Ann Surg Oncol. 2026 Mar 3. doi: 10.1245/s10434-026-19379-6. Online ahead of print.
ABSTRACT
PURPOSE: Our objective was to evaluate clinical outcomes and vascular graft patency following portal vein/superior mesenteric vein (PV/SMV) reconstruction using recanalized autologous ligamentum teres hepatis (LTH) grafts.
METHODS: This study enrolled 387 patients, stratified into three groups: (1) pancreaticoduodenectomy alone, (2) pancreaticoduodenectomy with vascular resection and reconstruction via end-to-end anastomoses or lateral venorrhaphy, and (3) pancreaticoduodenectomy with PV/SMV resection and reconstruction using autologous LTH grafts. This retrospective study compared operative time, intraoperative blood loss, postoperative complication rates, mortality, and length of postoperative hospital stay across these groups.

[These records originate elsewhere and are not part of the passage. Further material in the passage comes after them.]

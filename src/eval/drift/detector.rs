//! Drift detector implementation.

use tracing::debug;

use super::statistical::{
    align_counts, chi_square_contingency, chi_square_goodness_of_fit, ks_two_sample,
    rescale_expected, round4, value_counts,
};
use super::types::{CategoricalTest, DriftConfig, DriftRecord, DriftSummary, TestKind};
use crate::dataset::{Column, ColumnType};
use crate::error::{Error, Result};

/// Column-by-column distribution comparator.
///
/// Numeric columns use the two-sample KS test on non-missing values;
/// categorical columns use a chi-square test on label frequencies. The
/// reference column's declared type decides which.
#[derive(Clone, Debug, Default)]
pub struct DriftDetector {
    config: DriftConfig,
}

impl DriftDetector {
    pub fn new(config: DriftConfig) -> Self {
        Self { config }
    }

    pub fn config(&self) -> &DriftConfig {
        &self.config
    }

    /// Compare one column of the reference dataset against the same column of
    /// the incoming dataset.
    pub fn compare_column(&self, reference: &Column, incoming: &Column) -> Result<DriftRecord> {
        let incoming = incoming.cast(reference.column_type());
        let record = match reference.column_type() {
            ColumnType::Numeric => self.continuous(reference, &incoming)?,
            ColumnType::Categorical => self.categorical(reference, &incoming)?,
        };
        debug!(
            column = %record.column,
            test = record.test.name(),
            statistic = ?record.statistic,
            p_value = ?record.p_value,
            drift = record.drift_detected,
            "column compared"
        );
        Ok(record)
    }

    /// KS test after dropping missing values from each side independently
    fn continuous(&self, reference: &Column, incoming: &Column) -> Result<DriftRecord> {
        let test = TestKind::KolmogorovSmirnov;
        let ref_values = reference.data().observed_numbers();
        let new_values = incoming.data().observed_numbers();
        if ref_values.is_empty() || new_values.is_empty() {
            return Ok(DriftRecord::insufficient(reference.name(), test));
        }

        let (statistic, p_value) = ks_two_sample(&ref_values, &new_values);
        self.finish(reference.name(), test, statistic, p_value)
    }

    fn categorical(&self, reference: &Column, incoming: &Column) -> Result<DriftRecord> {
        let ref_labels = reference.data().observed_labels();
        let new_labels = incoming.data().observed_labels();
        let ref_counts = value_counts(ref_labels.iter().map(String::as_str));
        let new_counts = value_counts(new_labels.iter().map(String::as_str));
        let (observed, expected) = align_counts(&ref_counts, &new_counts);

        match self.config.categorical_test {
            CategoricalTest::GoodnessOfFit => {
                let test = TestKind::ChiSquare;
                // The incoming side may be empty (epsilon path); the observed side may not
                if ref_labels.is_empty() {
                    return Ok(DriftRecord::insufficient(reference.name(), test));
                }
                let expected = rescale_expected(&observed, &expected, self.config.epsilon);
                let (statistic, p_value) = chi_square_goodness_of_fit(&observed, &expected);
                self.finish(reference.name(), test, statistic, p_value)
            }
            CategoricalTest::Contingency => {
                let test = TestKind::ChiSquareContingency;
                if ref_labels.is_empty() || new_labels.is_empty() {
                    return Ok(DriftRecord::insufficient(reference.name(), test));
                }
                let (statistic, p_value) = chi_square_contingency(&observed, &expected);
                self.finish(reference.name(), test, statistic, p_value)
            }
        }
    }

    fn finish(
        &self,
        column: &str,
        test: TestKind,
        statistic: f64,
        p_value: f64,
    ) -> Result<DriftRecord> {
        if !statistic.is_finite() || !p_value.is_finite() {
            return Err(Error::statistics(
                column,
                format!("{} produced statistic={statistic}, p_value={p_value}", test.name()),
            ));
        }
        Ok(DriftRecord {
            column: column.to_string(),
            test,
            statistic: Some(round4(statistic)),
            p_value: Some(round4(p_value)),
            drift_detected: p_value < self.config.significance,
        })
    }

    /// Get summary of drift results
    pub fn summary(records: &[DriftRecord]) -> DriftSummary {
        DriftSummary::from_records(records)
    }
}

RESULTS: The study included 336 patients who underwent pancreaticoduodenectomy, 23 who underwent pancreaticoduodenectomy with vascular resection and reconstruction via end-to-end anastomosis or lateral venorrhaphy, and 28 who underwent pancreaticoduodenectomy with PV/SMV resection and reconstruction using autologous LTH grafts. The group using autologous LTH grafts exhibited an operative time of 484.86 ± 103.77 (285-685) min; intraoperative blood loss of 236.79 ± 141.95 (80-800) mL; a postoperative complication rate of 42.86%; 30-day mortality rate of 7.14%; and postoperative hospital stay of 20.82 ± 8.25 (9-49) days. Statistical analysis revealed a significantly longer operative time in the autologous LTH grafts group than in the other groups (p < 0.001), with no significant intergroup differences in blood loss, postoperative complication rates, mortality, or hospitalization. Partial thrombosis involving ≤50% of vessel diameter without obstruction was observed in four cases involving autologous LTH grafts. All reconstructed vessels maintained 100% patency throughout the follow-up period.
CONCLUSIONS: Using autologous LTH grafts for PV/SMV reconstruction during pancreaticoduodenectomy was safe and feasible, demonstrating favorable vascular graft patency rates and supporting its role as a viable alternative conduit for vascular restoration.